The special beauty of the peacock lies in its iridescent tail. These tail feathers, or coverts, spread out in a distinctive train that is more than 60 percent of the bird’s total body length, and boast colorful “eye” markings of blue, gold, red, and other hues. The large train is used in mating rituals and courtship displays. It can be arched into a magnificent fan that reaches across the bird’s back and touches the ground on either side. Females are believed to choose their mates according to the size, color, and quality of these outrageous feather trains.

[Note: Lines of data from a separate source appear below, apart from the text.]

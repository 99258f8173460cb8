// Copyright © 2019 Intel Corporation
//
// SPDX-License-Identifier: Apache-2.0 OR BSD-3-Clause
//

use std::{fmt, io, mem};

use serde::{Serialize, Serializer};

use crate::{Error, Result};

/// Bytes in an [`AffinityMask`].
pub const MASK_SETSIZE: usize = 64;
/// Logical processors an [`AffinityMask`] can describe.
pub const MASK_MAX_CPUS: usize = MASK_SETSIZE * 8;

/// Set of logical processors, one bit per processor index.
#[derive(Clone, Copy, PartialEq, Eq, Hash)]
pub struct AffinityMask([u8; MASK_SETSIZE]);

impl Default for AffinityMask {
    fn default() -> Self {
        AffinityMask([0; MASK_SETSIZE])
    }
}

impl AffinityMask {
    pub fn new() -> Self {
        Self::default()
    }

    /// Indices beyond [`MASK_MAX_CPUS`] are ignored.
    pub fn set(&mut self, cpu: usize) {
        if let Some(byte) = self.0.get_mut(cpu / 8) {
            *byte |= 1 << (cpu % 8);
        }
    }

    pub fn clear(&mut self, cpu: usize) {
        if let Some(byte) = self.0.get_mut(cpu / 8) {
            *byte &= !(1 << (cpu % 8));
        }
    }

    pub fn get(&self, cpu: usize) -> bool {
        self.0
            .get(cpu / 8)
            .is_some_and(|byte| byte & (1 << (cpu % 8)) != 0)
    }

    pub fn count(&self) -> usize {
        self.0.iter().map(|b| b.count_ones() as usize).sum()
    }

    pub fn is_empty(&self) -> bool {
        self.0.iter().all(|b| *b == 0)
    }

    pub fn intersects(&self, other: &AffinityMask) -> bool {
        self.0.iter().zip(other.0.iter()).any(|(a, b)| a & b != 0)
    }

    /// Set processor indices in increasing order.
    pub fn iter(&self) -> impl Iterator<Item = usize> + '_ {
        (0..MASK_MAX_CPUS).filter(|cpu| self.get(*cpu))
    }

    pub fn first(&self) -> Option<usize> {
        self.iter().next()
    }
}

/// Upper-case hex, most significant byte first. Leading zero bytes are
/// skipped, but the four lowest bytes are always printed.
impl fmt::Display for AffinityMask {
    fn fmt(&self, f: &mut fmt::Formatter) -> fmt::Result {
        let mut printing = false;
        for (index, byte) in self.0.iter().enumerate().rev() {
            if printing || index < 4 || *byte != 0 {
                printing = true;
                write!(f, "{byte:02X}")?;
            }
        }
        Ok(())
    }
}

impl fmt::Debug for AffinityMask {
    fn fmt(&self, f: &mut fmt::Formatter) -> fmt::Result {
        write!(f, "AffinityMask({self})")
    }
}

impl Serialize for AffinityMask {
    fn serialize<S: Serializer>(&self, serializer: S) -> std::result::Result<S::Ok, S::Error> {
        serializer.collect_str(self)
    }
}

/// Number of online logical processors.
pub fn processor_count() -> Result<usize> {
    // SAFETY: sysconf has no memory safety requirements.
    let count = unsafe { libc::sysconf(libc::_SC_NPROCESSORS_ONLN) };
    if count < 1 {
        return Err(Error::ProcessorCount(io::Error::last_os_error()));
    }
    Ok(count as usize)
}

fn current_affinity() -> Result<libc::cpu_set_t> {
    // SAFETY: cpu_set_t is a plain bit array for which all zeroes is valid.
    let mut set: libc::cpu_set_t = unsafe { mem::zeroed() };
    // SAFETY: the pointer and size describe the local set.
    let ret = unsafe { libc::sched_getaffinity(0, mem::size_of::<libc::cpu_set_t>(), &mut set) };
    if ret != 0 {
        return Err(Error::Affinity(io::Error::last_os_error()));
    }
    Ok(set)
}

fn set_affinity(set: &libc::cpu_set_t) -> io::Result<()> {
    // SAFETY: the pointer and size describe a valid, initialized set.
    let ret = unsafe { libc::sched_setaffinity(0, mem::size_of::<libc::cpu_set_t>(), set) };
    if ret != 0 {
        return Err(io::Error::last_os_error());
    }
    Ok(())
}

/// Pins the calling thread to one logical processor for the lifetime of the
/// guard. The previous affinity is restored on drop.
pub struct ScopedAffinity {
    saved: libc::cpu_set_t,
}

impl ScopedAffinity {
    pub fn pin(cpu: usize) -> Result<Self> {
        let saved = current_affinity()?;
        // SAFETY: the index is checked against the set size before the lookup.
        if cpu >= libc::CPU_SETSIZE as usize || !unsafe { libc::CPU_ISSET(cpu, &saved) } {
            return Err(Error::AffinityUnavailable(cpu));
        }

        // SAFETY: as above, all zeroes is a valid set.
        let mut target: libc::cpu_set_t = unsafe { mem::zeroed() };
        // SAFETY: cpu is below CPU_SETSIZE.
        unsafe {
            libc::CPU_ZERO(&mut target);
            libc::CPU_SET(cpu, &mut target);
        }
        set_affinity(&target).map_err(Error::Affinity)?;
        Ok(ScopedAffinity { saved })
    }
}

impl Drop for ScopedAffinity {
    fn drop(&mut self) {
        if let Err(e) = set_affinity(&self.saved) {
            warn!("Failed to restore thread affinity: {e}");
        }
    }
}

Behind the stunningly beautiful plumage of the peacock lies a complex structure that changes color with the angle of incident light. The diversity of bird feathers’ colors can generally be explained by just two factors: pigments, and simple structures in the feathers that interfere with incident light. In the case of the peacock, pigment particles are embedded into the newly grown feathers during the molting season. They absorb light of certain wavelengths, or disperse the reflected light, and so contribute to the color of the plumage. The vivid colors of a peacock feather, however, do not arise entirely from pigments. In fact, according to investigations by scientists at the Fudan University in Shanghai, the role of pigments may be minimal, and it is the structure of the feather that plays a major role in the color. Each feather consists of thousands of flat branches. When light shines on the feather, we see thousands of glimmering colored spots, each caused by minuscule bowl-shaped indentations. Stronger magnification reveals microscopic lamellae (thin plate-like layers) at the bottom of the indentations. As with butterfly wings, the regular pattern of the lamellae leads to interference phenomena and iridescent colors. The feathers of pheasants, birds of paradise, and hummingbirds, all create color using the same mechanism.

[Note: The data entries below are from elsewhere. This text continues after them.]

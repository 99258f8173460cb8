// Copyright © 2019 Intel Corporation
//
// SPDX-License-Identifier: Apache-2.0 OR BSD-3-Clause
//

use serde::Serialize;

use crate::bits;
use crate::raw::{CpuidLeaf, RawProcessorSample};

#[derive(Clone, Copy, Debug, PartialEq, Eq, Hash, Serialize)]
pub enum CacheLevel {
    L1Data,
    L1Instruction,
    L2,
    L3,
    L4,
}

impl CacheLevel {
    pub const ALL: [CacheLevel; 5] = [
        CacheLevel::L1Data,
        CacheLevel::L1Instruction,
        CacheLevel::L2,
        CacheLevel::L3,
        CacheLevel::L4,
    ];

    pub fn name(&self) -> &'static str {
        match self {
            CacheLevel::L1Data => "L1D",
            CacheLevel::L1Instruction => "L1I",
            CacheLevel::L2 => "L2",
            CacheLevel::L3 => "L3",
            CacheLevel::L4 => "L4",
        }
    }

    /// Maps a deterministic cache (level, type) pair. Anything else is not a
    /// cache this crate reports.
    fn from_level_type(level: u32, cache_type: u32) -> Option<CacheLevel> {
        match (level, cache_type) {
            (1, 1) => Some(CacheLevel::L1Data),
            (1, 2) => Some(CacheLevel::L1Instruction),
            (2, 3) => Some(CacheLevel::L2),
            (3, 3) => Some(CacheLevel::L3),
            (4, 3) => Some(CacheLevel::L4),
            _ => None,
        }
    }
}

/// Geometry of one cache level. `-1` means unknown.
#[derive(Clone, Copy, Debug, PartialEq, Eq, Serialize)]
pub struct CacheInfo {
    pub size_kb: i32,
    pub assoc: i32,
    pub line_size: i32,
    /// Distinct instances in the topology group, when APIC ids are available.
    pub instances: i32,
}

impl Default for CacheInfo {
    fn default() -> Self {
        CacheInfo {
            size_kb: -1,
            assoc: -1,
            line_size: -1,
            instances: -1,
        }
    }
}

impl CacheInfo {
    pub fn is_known(&self) -> bool {
        self.size_kb >= 0
    }
}

#[derive(Clone, Copy, Debug, Default, PartialEq, Eq, Serialize)]
pub struct Caches {
    pub l1_data: CacheInfo,
    pub l1_instruction: CacheInfo,
    pub l2: CacheInfo,
    pub l3: CacheInfo,
    pub l4: CacheInfo,
    /// APIC id mask selecting the cache id, per level. Zero when unknown.
    #[serde(skip)]
    sharing_mask: [u32; 5],
}

impl Caches {
    pub fn get(&self, level: CacheLevel) -> &CacheInfo {
        match level {
            CacheLevel::L1Data => &self.l1_data,
            CacheLevel::L1Instruction => &self.l1_instruction,
            CacheLevel::L2 => &self.l2,
            CacheLevel::L3 => &self.l3,
            CacheLevel::L4 => &self.l4,
        }
    }

    pub fn get_mut(&mut self, level: CacheLevel) -> &mut CacheInfo {
        match level {
            CacheLevel::L1Data => &mut self.l1_data,
            CacheLevel::L1Instruction => &mut self.l1_instruction,
            CacheLevel::L2 => &mut self.l2,
            CacheLevel::L3 => &mut self.l3,
            CacheLevel::L4 => &mut self.l4,
        }
    }

    pub fn sharing_mask(&self, level: CacheLevel) -> u32 {
        self.sharing_mask[level as usize]
    }

    fn assign(&mut self, level: CacheLevel, size_kb: i32, assoc: i32, line_size: i32) {
        let info = self.get_mut(level);
        info.size_kb = size_kb;
        info.assoc = assoc;
        info.line_size = line_size;
    }
}

/// `ceil(log2(x))`, with `-1` for zero.
pub(crate) fn get_count_order(x: u32) -> i32 {
    match x {
        0 => -1,
        1 => 0,
        x => 32 - (x - 1).leading_zeros() as i32,
    }
}

/// Walks leaf 0x4 (Intel) or 0x8000001D (AMD) sub-leaves until a null entry.
pub(crate) fn decode_deterministic(leaves: &[CpuidLeaf], caches: &mut Caches) {
    for leaf in leaves {
        let level = bits(leaf.eax, 7, 5);
        let cache_type = bits(leaf.eax, 4, 0);
        if level == 0 || cache_type == 0 {
            break;
        }
        let Some(cache) = CacheLevel::from_level_type(level, cache_type) else {
            debug!("Skipping cache level {level} type {cache_type}");
            continue;
        };

        let sharing = bits(leaf.eax, 25, 14) + 1;
        let ways = bits(leaf.ebx, 31, 22) as u64 + 1;
        let partitions = bits(leaf.ebx, 21, 12) as u64 + 1;
        let line_size = bits(leaf.ebx, 11, 0) as u64 + 1;
        let sets = leaf.ecx as u64 + 1;
        let size_kb = ways * partitions * line_size * sets / 1024;

        let order = get_count_order(sharing).max(0) as u32;
        caches.sharing_mask[cache as usize] = u32::MAX.checked_shl(order).unwrap_or(0);
        caches.assign(
            cache,
            i32::try_from(size_kb).unwrap_or(i32::MAX),
            ways as i32,
            line_size as i32,
        );
    }
}

/// L2/L3 associativity field of extended leaf 6.
fn amd_assoc(code: u32) -> i32 {
    match code {
        0x0 => 0,
        0x1 => 1,
        0x2 => 2,
        0x4 => 4,
        0x6 => 8,
        0x8 => 16,
        0xa => 32,
        0xb => 48,
        0xc => 64,
        0xd => 96,
        0xe => 128,
        // Fully associative
        0xf => 255,
        _ => -1,
    }
}

/// Extended leaves 5 (L1) and 6 (L2, L3), used by AMD parts without topology
/// extensions and by Centaur-family parts.
pub(crate) fn decode_legacy_amd(raw: &RawProcessorSample, caches: &mut Caches) {
    if let Some(l1) = raw.extended_leaf(5) {
        caches.assign(
            CacheLevel::L1Data,
            bits(l1.ecx, 31, 24) as i32,
            bits(l1.ecx, 23, 16) as i32,
            bits(l1.ecx, 7, 0) as i32,
        );
        caches.assign(
            CacheLevel::L1Instruction,
            bits(l1.edx, 31, 24) as i32,
            bits(l1.edx, 23, 16) as i32,
            bits(l1.edx, 7, 0) as i32,
        );
    }
    if let Some(l23) = raw.extended_leaf(6) {
        caches.assign(
            CacheLevel::L2,
            bits(l23.ecx, 31, 16) as i32,
            amd_assoc(bits(l23.ecx, 15, 12)),
            bits(l23.ecx, 7, 0) as i32,
        );
        let l3_size = bits(l23.edx, 31, 18) as i32 * 512;
        if l3_size > 0 {
            caches.assign(
                CacheLevel::L3,
                l3_size,
                amd_assoc(bits(l23.edx, 15, 12)),
                bits(l23.edx, 7, 0) as i32,
            );
        }
    }
}

#[cfg(test)]
mod tests {
    use super::*;
    use crate::raw::SampleBuilder;

    fn deterministic(
        level: u32,
        cache_type: u32,
        sharing: u32,
        ways: u32,
        partitions: u32,
        line: u32,
        sets: u32,
    ) -> CpuidLeaf {
        CpuidLeaf::new(
            ((sharing - 1) << 14) | (level << 5) | cache_type,
            ((ways - 1) << 22) | ((partitions - 1) << 12) | (line - 1),
            sets - 1,
            0,
        )
    }

    #[test]
    fn size_formula() {
        let mut caches = Caches::default();
        decode_deterministic(&[deterministic(2, 3, 2, 8, 1, 64, 2048)], &mut caches);
        assert_eq!(caches.l2.size_kb, 1024);
        assert_eq!(caches.l2.assoc, 8);
        assert_eq!(caches.l2.line_size, 64);
        assert_eq!(caches.sharing_mask(CacheLevel::L2), 0xffff_fffe);
    }

    #[test]
    fn walk_stops_at_null_and_skips_unknown_pairs() {
        let mut caches = Caches::default();
        decode_deterministic(
            &[
                deterministic(1, 1, 2, 12, 1, 64, 64),
                deterministic(1, 3, 2, 8, 1, 64, 64),
                deterministic(1, 2, 2, 8, 1, 64, 64),
                CpuidLeaf::default(),
                deterministic(3, 3, 16, 12, 1, 64, 40960),
            ],
            &mut caches,
        );
        assert_eq!(caches.l1_data.size_kb, 48);
        assert_eq!(caches.l1_instruction.size_kb, 32);
        assert!(!caches.l3.is_known());
        assert_eq!(caches.sharing_mask(CacheLevel::L3), 0);
    }

    #[test]
    fn count_order() {
        assert_eq!(get_count_order(0), -1);
        assert_eq!(get_count_order(1), 0);
        assert_eq!(get_count_order(2), 1);
        assert_eq!(get_count_order(3), 2);
        assert_eq!(get_count_order(16), 4);
        assert_eq!(get_count_order(17), 5);
    }

    #[test]
    fn legacy_amd_leaves() {
        let raw = SampleBuilder::new()
            .max_extended(0x8000_0006)
            .leaf(0x8000_0005, CpuidLeaf::new(0, 0, 0x4002_0140, 0x4002_0140))
            .leaf(0x8000_0006, CpuidLeaf::new(0, 0, 0x0200_6140, 0x0200_6140))
            .build();
        let mut caches = Caches::default();
        decode_legacy_amd(&raw, &mut caches);
        assert_eq!(
            caches.l1_data,
            CacheInfo {
                size_kb: 64,
                assoc: 2,
                line_size: 64,
                instances: -1
            }
        );
        assert_eq!(caches.l2.size_kb, 512);
        assert_eq!(caches.l2.assoc, 8);
        assert_eq!(caches.l3.size_kb, 0x80 * 512);
        assert_eq!(caches.l3.assoc, 8);
    }
}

Almost all the major ancient cultures revered the peacock, which symbolized for them, variously, glory, vision, royalty, spirituality, awakening, wisdom and immortality. In Hinduism, Indra the god of thunder, rains and war, is depicted in the form of a peacock. In south India, the peacock is the ‘vahana‘ or vehicle of Lord Muruga, the son of Shiva. The peacock is also associated with both Lakshmi and Sarawati, the goddesses who between them represent grace, benevolence, patience, kindness, compassion, knowledge, wisdom and good luck. The figure of the peacock can also be found painted on various Islamic religious buildings.
A tiny group of peacocks and peahens have chosen recently to take up residence in the Savista grounds. They can be occasionally sighted around the haveli. Despite having prospected the place over two years before deciding to settle, they continue to be fascinated (and intrigued) by the haveli, particularly its glass doors in which they can see their own reflections!